"""

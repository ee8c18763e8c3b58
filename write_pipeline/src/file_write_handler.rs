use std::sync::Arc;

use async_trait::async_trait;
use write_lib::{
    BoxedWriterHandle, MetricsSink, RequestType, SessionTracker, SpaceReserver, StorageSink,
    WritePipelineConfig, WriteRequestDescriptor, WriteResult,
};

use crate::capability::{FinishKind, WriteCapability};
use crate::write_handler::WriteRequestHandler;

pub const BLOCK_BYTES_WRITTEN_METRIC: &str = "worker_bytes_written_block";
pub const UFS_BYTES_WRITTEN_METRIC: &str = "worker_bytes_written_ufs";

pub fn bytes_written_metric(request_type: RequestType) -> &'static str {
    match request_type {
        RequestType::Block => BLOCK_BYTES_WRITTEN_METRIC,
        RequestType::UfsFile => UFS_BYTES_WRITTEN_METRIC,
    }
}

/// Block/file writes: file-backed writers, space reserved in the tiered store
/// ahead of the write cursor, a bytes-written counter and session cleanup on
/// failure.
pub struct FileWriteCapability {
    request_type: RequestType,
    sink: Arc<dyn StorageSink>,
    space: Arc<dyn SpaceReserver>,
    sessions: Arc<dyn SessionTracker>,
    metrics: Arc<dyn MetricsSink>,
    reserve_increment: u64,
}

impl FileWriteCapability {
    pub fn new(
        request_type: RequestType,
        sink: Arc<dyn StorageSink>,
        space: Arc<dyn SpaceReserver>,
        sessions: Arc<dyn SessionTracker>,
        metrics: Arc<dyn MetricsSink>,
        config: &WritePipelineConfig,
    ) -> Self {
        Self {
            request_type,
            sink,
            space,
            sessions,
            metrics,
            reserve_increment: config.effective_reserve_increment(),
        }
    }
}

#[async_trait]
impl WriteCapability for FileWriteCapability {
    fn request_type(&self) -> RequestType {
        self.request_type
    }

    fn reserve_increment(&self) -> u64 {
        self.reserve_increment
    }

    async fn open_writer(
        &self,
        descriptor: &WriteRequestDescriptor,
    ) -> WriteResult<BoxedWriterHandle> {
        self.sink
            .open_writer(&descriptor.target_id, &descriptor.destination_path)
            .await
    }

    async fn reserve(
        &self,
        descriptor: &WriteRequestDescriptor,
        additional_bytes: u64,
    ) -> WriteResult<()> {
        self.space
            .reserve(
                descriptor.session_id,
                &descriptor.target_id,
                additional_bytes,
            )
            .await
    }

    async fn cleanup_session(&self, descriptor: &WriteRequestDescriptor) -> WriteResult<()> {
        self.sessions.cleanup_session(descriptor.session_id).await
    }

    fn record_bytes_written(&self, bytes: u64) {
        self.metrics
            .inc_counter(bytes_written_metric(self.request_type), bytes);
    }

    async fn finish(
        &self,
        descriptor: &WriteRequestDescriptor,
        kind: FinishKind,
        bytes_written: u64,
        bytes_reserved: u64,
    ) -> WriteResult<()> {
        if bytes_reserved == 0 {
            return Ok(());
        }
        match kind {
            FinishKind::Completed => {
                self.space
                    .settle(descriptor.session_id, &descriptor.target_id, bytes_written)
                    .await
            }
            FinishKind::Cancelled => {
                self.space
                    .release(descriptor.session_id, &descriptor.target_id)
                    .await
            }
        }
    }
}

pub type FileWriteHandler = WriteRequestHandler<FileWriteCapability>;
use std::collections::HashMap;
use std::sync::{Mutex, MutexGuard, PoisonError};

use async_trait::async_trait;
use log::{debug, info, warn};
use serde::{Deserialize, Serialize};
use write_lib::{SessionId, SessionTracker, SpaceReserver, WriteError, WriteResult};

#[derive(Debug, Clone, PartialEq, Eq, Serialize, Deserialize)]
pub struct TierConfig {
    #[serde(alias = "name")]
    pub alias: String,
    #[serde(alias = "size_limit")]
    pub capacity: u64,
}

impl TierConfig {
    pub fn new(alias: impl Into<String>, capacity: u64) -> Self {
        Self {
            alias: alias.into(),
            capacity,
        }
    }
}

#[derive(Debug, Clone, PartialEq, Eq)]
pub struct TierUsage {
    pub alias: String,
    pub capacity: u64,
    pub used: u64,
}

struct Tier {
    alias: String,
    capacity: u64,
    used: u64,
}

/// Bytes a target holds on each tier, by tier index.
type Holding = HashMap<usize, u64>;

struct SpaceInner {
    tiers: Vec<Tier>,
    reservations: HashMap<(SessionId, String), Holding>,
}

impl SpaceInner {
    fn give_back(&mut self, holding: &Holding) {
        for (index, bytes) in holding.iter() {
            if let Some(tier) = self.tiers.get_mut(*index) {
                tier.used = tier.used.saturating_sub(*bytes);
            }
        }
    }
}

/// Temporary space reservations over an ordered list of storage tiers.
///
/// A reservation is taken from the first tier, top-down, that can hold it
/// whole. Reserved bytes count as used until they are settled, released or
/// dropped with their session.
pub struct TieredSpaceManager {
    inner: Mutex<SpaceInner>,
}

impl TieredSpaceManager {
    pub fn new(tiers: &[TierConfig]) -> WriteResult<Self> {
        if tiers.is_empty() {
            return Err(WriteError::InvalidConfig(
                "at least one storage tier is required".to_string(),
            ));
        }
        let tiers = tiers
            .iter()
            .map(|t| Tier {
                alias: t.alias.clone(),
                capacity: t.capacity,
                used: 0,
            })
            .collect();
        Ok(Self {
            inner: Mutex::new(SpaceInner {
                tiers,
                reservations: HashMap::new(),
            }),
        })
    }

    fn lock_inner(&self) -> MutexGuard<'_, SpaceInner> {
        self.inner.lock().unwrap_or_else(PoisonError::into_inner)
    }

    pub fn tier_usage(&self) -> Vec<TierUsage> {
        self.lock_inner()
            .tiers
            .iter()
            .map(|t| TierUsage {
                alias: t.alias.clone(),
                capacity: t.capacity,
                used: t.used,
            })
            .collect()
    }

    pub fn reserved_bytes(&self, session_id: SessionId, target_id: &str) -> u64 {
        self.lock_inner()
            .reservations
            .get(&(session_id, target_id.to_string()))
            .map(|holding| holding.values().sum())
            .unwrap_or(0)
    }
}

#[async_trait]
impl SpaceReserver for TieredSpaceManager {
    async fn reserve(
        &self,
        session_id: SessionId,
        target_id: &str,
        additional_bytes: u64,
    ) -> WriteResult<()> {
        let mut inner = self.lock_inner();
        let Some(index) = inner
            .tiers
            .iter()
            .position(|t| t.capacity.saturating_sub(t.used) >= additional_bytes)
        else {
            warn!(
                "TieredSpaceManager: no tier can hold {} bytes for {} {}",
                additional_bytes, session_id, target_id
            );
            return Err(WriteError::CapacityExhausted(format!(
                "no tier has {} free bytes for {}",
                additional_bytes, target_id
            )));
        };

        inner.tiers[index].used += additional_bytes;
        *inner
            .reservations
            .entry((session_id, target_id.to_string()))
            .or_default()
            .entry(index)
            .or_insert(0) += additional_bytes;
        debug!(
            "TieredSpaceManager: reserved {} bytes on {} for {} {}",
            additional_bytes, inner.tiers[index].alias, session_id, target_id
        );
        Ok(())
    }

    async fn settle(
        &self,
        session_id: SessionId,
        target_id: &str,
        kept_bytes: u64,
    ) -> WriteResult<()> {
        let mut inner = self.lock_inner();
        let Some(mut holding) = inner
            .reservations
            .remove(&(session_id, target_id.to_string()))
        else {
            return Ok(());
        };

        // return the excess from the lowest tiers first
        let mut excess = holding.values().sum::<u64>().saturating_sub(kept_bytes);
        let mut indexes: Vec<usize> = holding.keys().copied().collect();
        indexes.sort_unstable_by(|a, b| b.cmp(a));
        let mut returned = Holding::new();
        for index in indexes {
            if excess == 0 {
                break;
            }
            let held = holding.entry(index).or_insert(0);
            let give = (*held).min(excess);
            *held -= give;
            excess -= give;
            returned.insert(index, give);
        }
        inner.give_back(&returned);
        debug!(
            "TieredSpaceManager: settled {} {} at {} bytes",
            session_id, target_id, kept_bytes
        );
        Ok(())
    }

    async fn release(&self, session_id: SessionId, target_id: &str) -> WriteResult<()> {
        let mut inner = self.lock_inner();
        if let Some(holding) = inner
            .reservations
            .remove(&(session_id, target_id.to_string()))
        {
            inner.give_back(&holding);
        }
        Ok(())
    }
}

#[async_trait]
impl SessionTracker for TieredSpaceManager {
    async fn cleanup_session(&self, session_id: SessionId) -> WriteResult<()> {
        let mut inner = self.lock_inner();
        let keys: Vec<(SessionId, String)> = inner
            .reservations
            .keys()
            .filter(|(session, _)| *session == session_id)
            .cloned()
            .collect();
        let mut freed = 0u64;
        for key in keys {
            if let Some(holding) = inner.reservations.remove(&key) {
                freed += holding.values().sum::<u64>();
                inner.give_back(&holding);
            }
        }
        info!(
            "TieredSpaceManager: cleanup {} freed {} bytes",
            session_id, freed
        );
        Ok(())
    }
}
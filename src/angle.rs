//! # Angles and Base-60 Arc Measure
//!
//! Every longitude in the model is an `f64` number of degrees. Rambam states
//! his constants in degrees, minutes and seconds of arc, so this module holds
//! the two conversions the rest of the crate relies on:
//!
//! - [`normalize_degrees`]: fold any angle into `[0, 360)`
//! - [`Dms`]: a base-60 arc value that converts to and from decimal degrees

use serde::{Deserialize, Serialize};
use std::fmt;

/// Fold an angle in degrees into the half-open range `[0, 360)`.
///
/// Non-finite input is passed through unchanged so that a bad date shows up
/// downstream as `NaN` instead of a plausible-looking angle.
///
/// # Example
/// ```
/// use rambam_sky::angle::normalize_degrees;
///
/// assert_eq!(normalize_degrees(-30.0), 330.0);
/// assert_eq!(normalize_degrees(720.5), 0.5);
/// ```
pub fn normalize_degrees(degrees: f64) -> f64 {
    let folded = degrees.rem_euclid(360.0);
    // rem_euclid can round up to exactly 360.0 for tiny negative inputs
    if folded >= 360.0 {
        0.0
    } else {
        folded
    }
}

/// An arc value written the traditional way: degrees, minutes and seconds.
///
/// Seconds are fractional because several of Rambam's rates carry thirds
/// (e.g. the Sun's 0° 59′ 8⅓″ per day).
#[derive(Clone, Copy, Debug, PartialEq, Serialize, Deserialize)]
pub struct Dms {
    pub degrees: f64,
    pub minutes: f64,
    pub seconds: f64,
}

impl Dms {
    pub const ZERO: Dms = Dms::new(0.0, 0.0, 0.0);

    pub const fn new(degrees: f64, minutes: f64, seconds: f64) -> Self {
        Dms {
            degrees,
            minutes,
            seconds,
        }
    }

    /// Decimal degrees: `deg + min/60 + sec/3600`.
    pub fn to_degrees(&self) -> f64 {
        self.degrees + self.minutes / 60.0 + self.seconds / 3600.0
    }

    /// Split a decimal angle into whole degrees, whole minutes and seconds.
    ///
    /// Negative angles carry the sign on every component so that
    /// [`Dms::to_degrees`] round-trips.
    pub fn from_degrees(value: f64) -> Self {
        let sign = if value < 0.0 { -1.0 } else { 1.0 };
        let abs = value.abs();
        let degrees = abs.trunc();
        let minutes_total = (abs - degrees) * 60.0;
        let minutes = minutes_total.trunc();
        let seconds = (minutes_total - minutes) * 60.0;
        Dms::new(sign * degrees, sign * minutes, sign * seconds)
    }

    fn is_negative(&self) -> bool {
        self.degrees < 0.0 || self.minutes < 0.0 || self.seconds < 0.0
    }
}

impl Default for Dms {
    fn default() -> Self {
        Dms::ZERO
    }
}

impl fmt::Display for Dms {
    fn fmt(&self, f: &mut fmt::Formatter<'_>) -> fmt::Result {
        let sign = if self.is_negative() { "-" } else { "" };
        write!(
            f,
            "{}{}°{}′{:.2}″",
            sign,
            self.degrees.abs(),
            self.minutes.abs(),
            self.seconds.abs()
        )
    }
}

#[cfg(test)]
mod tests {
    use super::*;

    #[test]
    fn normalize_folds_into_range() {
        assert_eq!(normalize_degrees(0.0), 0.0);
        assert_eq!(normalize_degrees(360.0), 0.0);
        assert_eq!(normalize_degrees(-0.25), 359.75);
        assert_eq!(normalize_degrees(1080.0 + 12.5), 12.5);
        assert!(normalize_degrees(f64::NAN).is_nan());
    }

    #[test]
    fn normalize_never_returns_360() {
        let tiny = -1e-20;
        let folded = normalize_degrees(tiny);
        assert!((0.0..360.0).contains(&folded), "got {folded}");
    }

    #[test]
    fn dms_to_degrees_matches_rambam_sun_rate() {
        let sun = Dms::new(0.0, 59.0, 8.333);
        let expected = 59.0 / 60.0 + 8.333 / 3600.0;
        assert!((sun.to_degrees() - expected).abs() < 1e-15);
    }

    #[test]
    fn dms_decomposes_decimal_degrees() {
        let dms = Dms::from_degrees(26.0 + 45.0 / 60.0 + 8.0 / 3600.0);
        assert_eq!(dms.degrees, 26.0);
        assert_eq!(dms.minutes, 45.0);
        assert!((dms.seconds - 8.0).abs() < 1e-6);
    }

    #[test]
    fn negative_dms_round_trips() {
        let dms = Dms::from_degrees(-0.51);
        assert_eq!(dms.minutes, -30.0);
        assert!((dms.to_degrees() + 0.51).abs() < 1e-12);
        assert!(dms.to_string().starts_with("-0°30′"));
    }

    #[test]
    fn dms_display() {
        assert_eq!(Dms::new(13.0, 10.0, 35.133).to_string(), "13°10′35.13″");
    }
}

"""

_TASK PROMPT_: Review the material and copy each line in which the word "struct" appears.

_WRITTEN RESPONSE_:
pub struct FileWriteCapability {
pub struct TierConfig {
pub struct TierUsage {
struct Tier {
struct SpaceInner {
pub struct TieredSpaceManager {
pub struct Dms {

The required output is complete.